▸ TASK BRIEF:
What you give back should be exactly the opening lines of the data, ending with the line that contains "token is cancelled." and including it.

▸ DATA FOR THE TASK:
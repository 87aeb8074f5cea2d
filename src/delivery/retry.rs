use crate::config::types::RetryConfig;
use std::future::Future;
use std::time::Duration;
use thiserror::Error;
use tokio_util::sync::CancellationToken;

/// Upper bound on a single backoff wait.
const MAX_DELAY: Duration = Duration::from_secs(3600);

#[derive(Debug, Error)]
pub enum RetryError<E: std::error::Error + 'static> {
    #[error("cancelled")]
    Cancelled,

    #[error("gave up after {attempts} attempts: {last}")]
    Exhausted {
        attempts: u32,
        #[source]
        last: E,
    },
}

#[derive(Debug, Clone, Copy, PartialEq, Eq)]
pub struct RetryPolicy {
    /// Attempts allowed after the first one fails
    pub retry_count: u32,
    pub base_interval: Duration,
    pub exponential_backoff: bool,
}

impl From<&RetryConfig> for RetryPolicy {
    fn from(config: &RetryConfig) -> Self {
        Self {
            retry_count: config.count,
            base_interval: config.interval,
            exponential_backoff: config.exponential_backoff,
        }
    }
}

impl RetryPolicy {
    /// Wait before retry number `attempt` (0 for the first retry).
    pub fn delay_for(&self, attempt: u32) -> Duration {
        if !self.exponential_backoff {
            return self.base_interval.min(MAX_DELAY);
        }
        let factor = 2u32.checked_pow(attempt).unwrap_or(u32::MAX);
        self.base_interval
            .checked_mul(factor)
            .unwrap_or(MAX_DELAY)
            .min(MAX_DELAY)
    }

    pub fn max_attempts(&self) -> u32 {
        self.retry_count.saturating_add(1)
    }

    /// Run `operation` until it succeeds, attempts run out, or `cancel` fires.
    ///
    /// Cancellation wins over both an in-flight attempt and a pending wait;
    /// no attempt is started once the token is cancelled.
    pub async fn run<T, E, F, Fut>(
        &self,
        cancel: &CancellationToken,
        mut operation: F,
    ) -> Result<T, RetryError<E>>
    where
        E: std::error::Error + 'static,
        F: FnMut(u32) -> Fut,
        Fut: Future<Output = Result<T, E>>,
    {
        let mut attempt = 0u32;
        loop {
            if cancel.is_cancelled() {
                return Err(RetryError::Cancelled);
            }

            let result = tokio::select! {
                biased;
                _ = cancel.cancelled() => return Err(RetryError::Cancelled),
                result = operation(attempt) => result,
            };

            let error = match result {
                Ok(value) => return Ok(value),
                Err(e) => e,
            };

            attempt += 1;
            if attempt >= self.max_attempts() {
                return Err(RetryError::Exhausted {
                    attempts: attempt,
                    last: error,
                });
            }

            let delay = self.delay_for(attempt - 1);
            tracing::warn!(
                attempt = attempt,
                max_attempts = self.max_attempts(),
                backoff_ms = delay.as_millis() as u64,
                error = %error,
                "Attempt failed, retrying"
            );

            tokio::select! {
                biased;
                _ = cancel.cancelled() => return Err(RetryError::Cancelled),
                _ = tokio::time::sleep(delay) => {}
            }
        }
    }
}
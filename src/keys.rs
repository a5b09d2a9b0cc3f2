use crate::app::App;
use crate::state::messages::NetworkRequest;
use crossterm::event::KeyCode::Char;
use crossterm::event::{KeyCode, KeyEvent, KeyModifiers};
use std::sync::Arc;
use tokio::sync::{Mutex, mpsc};

pub async fn handle_key_bindings(
    key_event: KeyEvent,
    app: &Arc<Mutex<App>>,
    network_requests: &mpsc::Sender<NetworkRequest>,
) {
    let mut guard = app.lock().await;

    match (key_event.code, key_event.modifiers) {
        // Quit
        (Char('q'), _) | (Char('c'), KeyModifiers::CONTROL) => {
            crate::cleanup_terminal();
            std::process::exit(0);
        }

        // Force a refresh without waiting for the next poll tick
        (Char('r'), _) => {
            drop(guard);
            let _ = network_requests.send(NetworkRequest::RefreshBoard).await;
        }

        (Char('"'), _) => guard.toggle_show_logs(),
        (Char('?'), _) => guard.toggle_help(),
        (KeyCode::Esc, _) => guard.state.show_help = false,

        _ => {}
    }
}
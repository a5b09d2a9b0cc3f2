use crate::espn::{
    EspnCompetition, EspnCompetitor, EspnLeaderCategory, EspnLinescore, EspnOdds, EspnSituation,
    EspnSummaryAthlete, ScoreboardResponse,
};
use crate::tank01::{Tank01Game, Tank01Response, Tank01TeamLine};
use crate::{
    DisplayRecord, FALLBACK_ALT_COLOR, FALLBACK_COLOR, MAX_PERIODS, Side, Situation, StatusMode,
    TeamLeaders, TeamLine,
};
use log::{debug, warn};
use reqwest::Client;
use std::fmt;
use std::path::PathBuf;
use std::time::Duration;

pub type ApiResult<T> = Result<T, ApiError>;

const ESPN_SITE_V2: &str = "https://site.api.espn.com/apis/site/v2/sports";
const TANK01_BASE: &str = "https://tank01-mlb-live-in-game-real-time-statistics.p.rapidapi.com";
const TANK01_HOST: &str = "tank01-mlb-live-in-game-real-time-statistics.p.rapidapi.com";
// Plain library UAs get bot-blocked by the scoreboard edge; a browser UA does not.
const USER_AGENT: &str = "Mozilla/5.0 (Windows NT 10.0; Win64; x64) AppleWebKit/537.36 \
                          (KHTML, like Gecko) Chrome/58.0.3029.110 Safari/537.3";

#[derive(Debug, Clone, Copy, PartialEq, Eq)]
pub enum League {
    Nba,
    Mlb,
}

impl League {
    /// Sport/league path segment of the ESPN scoreboard URL.
    pub fn path(&self) -> &'static str {
        match self {
            League::Nba => "basketball/nba",
            League::Mlb => "baseball/mlb",
        }
    }
}

impl std::str::FromStr for League {
    type Err = String;

    fn from_str(s: &str) -> Result<Self, Self::Err> {
        match s.to_ascii_lowercase().as_str() {
            "nba" => Ok(League::Nba),
            "mlb" => Ok(League::Mlb),
            other => Err(format!("unknown league '{other}' (expected nba or mlb)")),
        }
    }
}

#[derive(Debug)]
pub enum ApiError {
    Network(reqwest::Error, String),
    Api(reqwest::Error, String),
    Parsing(serde_json::Error, String),
    Other(String),
}

impl fmt::Display for ApiError {
    fn fmt(&self, f: &mut fmt::Formatter<'_>) -> fmt::Result {
        match self {
            ApiError::Network(e, url) => write!(f, "Network error for {url}: {e}"),
            ApiError::Api(e, url) => write!(f, "API error for {url}: {e}"),
            ApiError::Parsing(e, url) => write!(f, "Parse error for {url}: {e}"),
            ApiError::Other(msg) => write!(f, "Error: {msg}"),
        }
    }
}

impl std::error::Error for ApiError {}

/// Scoreboard client over ESPN's public endpoints, with an optional Tank01
/// RapidAPI fallback feed for MLB line scores.
#[derive(Debug, Clone)]
pub struct ScoreboardApi {
    client: Client,
    timeout: Duration,
    espn_base: String,
    tank01_base: String,
    rapidapi_key: Option<String>,
    /// When set, every successful fetch overwrites this file with the raw
    /// response body. Debugging aid only; failures are logged, not fatal.
    raw_dump: Option<PathBuf>,
}
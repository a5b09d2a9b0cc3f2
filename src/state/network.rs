use crate::state::app_settings::{AppSettings, Feed};
use crate::state::messages::{NetworkRequest, NetworkResponse};
use chrono::Local;
use log::{debug, error};
use scoreboard_api::client::ScoreboardApi;
use tokio::sync::mpsc;

/// Owns the API client and serves refresh requests one at a time. Every
/// fetch/parse failure becomes a NetworkResponse::Error; the worker itself
/// never dies on a bad cycle.
pub struct NetworkWorker {
    api: ScoreboardApi,
    settings: AppSettings,
    requests: mpsc::Receiver<NetworkRequest>,
    responses: mpsc::Sender<NetworkResponse>,
}

impl NetworkWorker {
    pub fn new(
        settings: AppSettings,
        requests: mpsc::Receiver<NetworkRequest>,
        responses: mpsc::Sender<NetworkResponse>,
    ) -> Self {
        let mut api = ScoreboardApi::new().with_raw_dump(settings.raw_json_path());
        if let Some(key) = settings.rapidapi_key.clone() {
            api = api.with_rapidapi_key(key);
        }
        Self { api, settings, requests, responses }
    }

    pub async fn run(mut self) {
        while let Some(request) = self.requests.recv().await {
            let response = match request {
                NetworkRequest::RefreshBoard => self.refresh_board().await,
            };

            debug!("network request complete");
            if let Err(e) = self.responses.send(response).await {
                error!("Failed to send network response: {e}");
                break;
            }
        }
    }

    async fn refresh_board(&self) -> NetworkResponse {
        debug!(
            "refreshing board for {} via {:?}",
            self.settings.team, self.settings.feed
        );
        let result = match self.settings.feed {
            Feed::Espn => {
                self.api
                    .fetch_team_game(self.settings.league, &self.settings.team)
                    .await
            }
            Feed::Tank01 => {
                let game_date = Local::now().format("%Y%m%d").to_string();
                self.api
                    .fetch_tank01_game(&game_date, &self.settings.team)
                    .await
            }
        };

        match result {
            Ok(Some(record)) => NetworkResponse::BoardLoaded { record },
            Ok(None) => NetworkResponse::NoGame,
            Err(err) => NetworkResponse::Error { message: err.to_string() },
        }
    }
}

▸ ANSWER SPACE:
repository 87aeb8074f5cea2d
filename src/delivery/retry.rs
use crate::config::types::RetryConfig;
use std::future::Future;
use std::time::Duration;
use thiserror::Error;
use tokio_util::sync::CancellationToken;

/// Upper bound on a single backoff wait.
const MAX_DELAY: Duration = Duration::from_secs(3600);

#[derive(Debug, Error)]
pub enum RetryError<E: std::error::Error + 'static> {
    #[error("cancelled")]
    Cancelled,

    #[error("gave up after {attempts} attempts: {last}")]
    Exhausted {
        attempts: u32,
        #[source]
        last: E,
    },
}

#[derive(Debug, Clone, Copy, PartialEq, Eq)]
pub struct RetryPolicy {
    /// Attempts allowed after the first one fails
    pub retry_count: u32,
    pub base_interval: Duration,
    pub exponential_backoff: bool,
}

impl From<&RetryConfig> for RetryPolicy {
    fn from(config: &RetryConfig) -> Self {
        Self {
            retry_count: config.count,
            base_interval: config.interval,
            exponential_backoff: config.exponential_backoff,
        }
    }
}

impl RetryPolicy {
    /// Wait before retry number `attempt` (0 for the first retry).
    pub fn delay_for(&self, attempt: u32) -> Duration {
        if !self.exponential_backoff {
            return self.base_interval.min(MAX_DELAY);
        }
        let factor = 2u32.checked_pow(attempt).unwrap_or(u32::MAX);
        self.base_interval
            .checked_mul(factor)
            .unwrap_or(MAX_DELAY)
            .min(MAX_DELAY)
    }

    pub fn max_attempts(&self) -> u32 {
        self.retry_count.saturating_add(1)
    }

    /// Run `operation` until it succeeds, attempts run out, or `cancel` fires.
    ///
    /// Cancellation wins over both an in-flight attempt and a pending wait;
    /// no attempt is started once the token is cancelled.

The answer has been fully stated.